Beginning with the line that holds "let mut evaluated = 0usize;", retype the rest of the listing exactly, last line included.

***** RECORDED DATA *****

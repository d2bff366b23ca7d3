use log::debug;

use super::geometry::count_crossings;
use super::rows::{RowItem, RowPlan, plan_rows};
use super::state::{GroupPlacement, LayoutState};

/// Median x of the already placed endpoints the group links down to.
pub(super) fn target_x(state: &LayoutState<'_>, group: usize) -> Option<f32> {
    let mut values: Vec<f32> = state
        .links()
        .iter()
        .filter(|link| link.source.group() == group && link.target.group() != group)
        .filter_map(|link| state.anchor(link.target, false).map(|(x, _)| x))
        .collect();
    if values.is_empty() {
        return None;
    }
    values.sort_by(|a, b| a.partial_cmp(b).unwrap_or(std::cmp::Ordering::Equal));
    let mid = values.len() / 2;
    if values.len() % 2 == 1 {
        Some(values[mid])
    } else {
        Some((values[mid - 1] + values[mid]) * 0.5)
    }
}

/// Chooses a left-to-right order for one layer. Small layers try every
/// permutation and keep the first with the fewest crossings; larger ones
/// are sorted by target position.
pub(super) fn order_layer(state: &LayoutState<'_>, groups: &[usize], base_y: f32) -> Vec<usize> {
    if groups.len() <= 1 {
        return groups.to_vec();
    }
    let targets: Vec<Option<f32>> = groups.iter().map(|g| target_x(state, *g)).collect();
    if targets.iter().all(Option::is_none) {
        return groups.to_vec();
    }

    let limit = state.config().exhaustive_order_limit;
    if groups.len() <= limit {
        return exhaustive_order(state, groups, &targets, base_y);
    }

    debug!(
        "layer at y={base_y}: {} groups exceed exhaustive limit {limit}, sorting by target",
        groups.len()
    );
    let mut indexed: Vec<usize> = (0..groups.len()).collect();
    indexed.sort_by(|a, b| match (targets[*a], targets[*b]) {
        (Some(x), Some(y)) => x.partial_cmp(&y).unwrap_or(std::cmp::Ordering::Equal),
        (Some(_), None) => std::cmp::Ordering::Less,
        (None, Some(_)) => std::cmp::Ordering::Greater,
        (None, None) => std::cmp::Ordering::Equal,
    });
    indexed.into_iter().map(|idx| groups[idx]).collect()
}

fn exhaustive_order(
    state: &LayoutState<'_>,
    groups: &[usize],
    targets: &[Option<f32>],
    base_y: f32,
) -> Vec<usize> {
    let existing = state.arrows();
    let mut scratch = state.clone();
    let mut perm: Vec<usize> = (0..groups.len()).collect();
    let mut best = perm.clone();
    let mut best_count = usize::MAX;
    let mut evaluated = 0usize;

    loop {
        let order: Vec<usize> = perm.iter().map(|idx| groups[*idx]).collect();
        let order_targets: Vec<Option<f32>> = perm.iter().map(|idx| targets[*idx]).collect();
        apply_plan(&mut scratch, &order, &order_targets, base_y, 0);
        let count = count_crossings(&scratch.arrows_from(&order), &existing);
        evaluated += 1;
        if count < best_count {
            best_count = count;
            best = perm.clone();
            if count == 0 {
                break;
            }
        }
        if !next_permutation(&mut perm) {
            break;
        }
    }

    debug!(
        "layer at y={base_y}: {evaluated} orders tried, best has {best_count} crossings"
    );
    best.into_iter().map(|idx| groups[idx]).collect()
}

/// Runs row planning for `order` and writes the result into `state`.
pub(super) fn apply_plan(
    state: &mut LayoutState<'_>,
    order: &[usize],
    targets: &[Option<f32>],
    base_y: f32,
    layer: usize,
) -> RowPlan {
    let spacing = state.config().within_group_spacing;
    let items: Vec<RowItem> = order
        .iter()
        .zip(targets)
        .map(|(group, target_x)| RowItem {
            width: state.group(*group).width(spacing),
            target_x: *target_x,
        })
        .collect();
    let plan = plan_rows(&items, base_y, state.config());
    for (group, slot) in order.iter().zip(&plan.slots) {
        state.place(
            *group,
            GroupPlacement {
                layer,
                x: slot.x,
                y: slot.y,
                pinned: false,
            },
        );
    }
    plan
}

/// Advances to the next lexicographic permutation; false once exhausted.
fn next_permutation(perm: &mut [usize]) -> bool {
    if perm.len() < 2 {
        return false;
    }
    let mut i = perm.len() - 1;
    while i > 0 && perm[i - 1] >= perm[i] {
        i -= 1;
    }
    if i == 0 {
        return false;
    }
    let mut j = perm.len() - 1;
    while perm[j] <= perm[i - 1] {
        j -= 1;
    }
    perm.swap(i - 1, j);
    perm[i..].reverse();
    true
}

*****

- COMPLETED TASK:
    let mut evaluated = 0usize;

    loop {
        let order: Vec<usize> = perm.iter().map(|idx| groups[*idx]).collect();
        let order_targets: Vec<Option<f32>> = perm.iter().map(|idx| targets[*idx]).collect();
        apply_plan(&mut scratch, &order, &order_targets, base_y, 0);
        let count = count_crossings(&scratch.arrows_from(&order), &existing);
        evaluated += 1;
        if count < best_count {
            best_count = count;
            best = perm.clone();
            if count == 0 {
                break;
            }
        }
        if !next_permutation(&mut perm) {
            break;
        }
    }

    debug!(
        "layer at y={base_y}: {evaluated} orders tried, best has {best_count} crossings"
    );
    best.into_iter().map(|idx| groups[idx]).collect()
}

/// Runs row planning for `order` and writes the result into `state`.
pub(super) fn apply_plan(
    state: &mut LayoutState<'_>,
    order: &[usize],
    targets: &[Option<f32>],
    base_y: f32,
    layer: usize,
) -> RowPlan {
    let spacing = state.config().within_group_spacing;
    let items: Vec<RowItem> = order
        .iter()
        .zip(targets)
        .map(|(group, target_x)| RowItem {
            width: state.group(*group).width(spacing),
            target_x: *target_x,
        })
        .collect();
    let plan = plan_rows(&items, base_y, state.config());
    for (group, slot) in order.iter().zip(&plan.slots) {
        state.place(
            *group,
            GroupPlacement {
                layer,
                x: slot.x,
                y: slot.y,
                pinned: false,
            },
        );
    }
    plan
}

/// Advances to the next lexicographic permutation; false once exhausted.
fn next_permutation(perm: &mut [usize]) -> bool {
    if perm.len() < 2 {
        return false;
    }
    let mut i = perm.len() - 1;
    while i > 0 && perm[i - 1] >= perm[i] {
        i -= 1;
    }
    if i == 0 {
        return false;
    }
    let mut j = perm.len() - 1;
    while perm[j] <= perm[i - 1] {
        j -= 1;
    }
    perm.swap(i - 1, j);
    perm[i..].reverse();
    true
}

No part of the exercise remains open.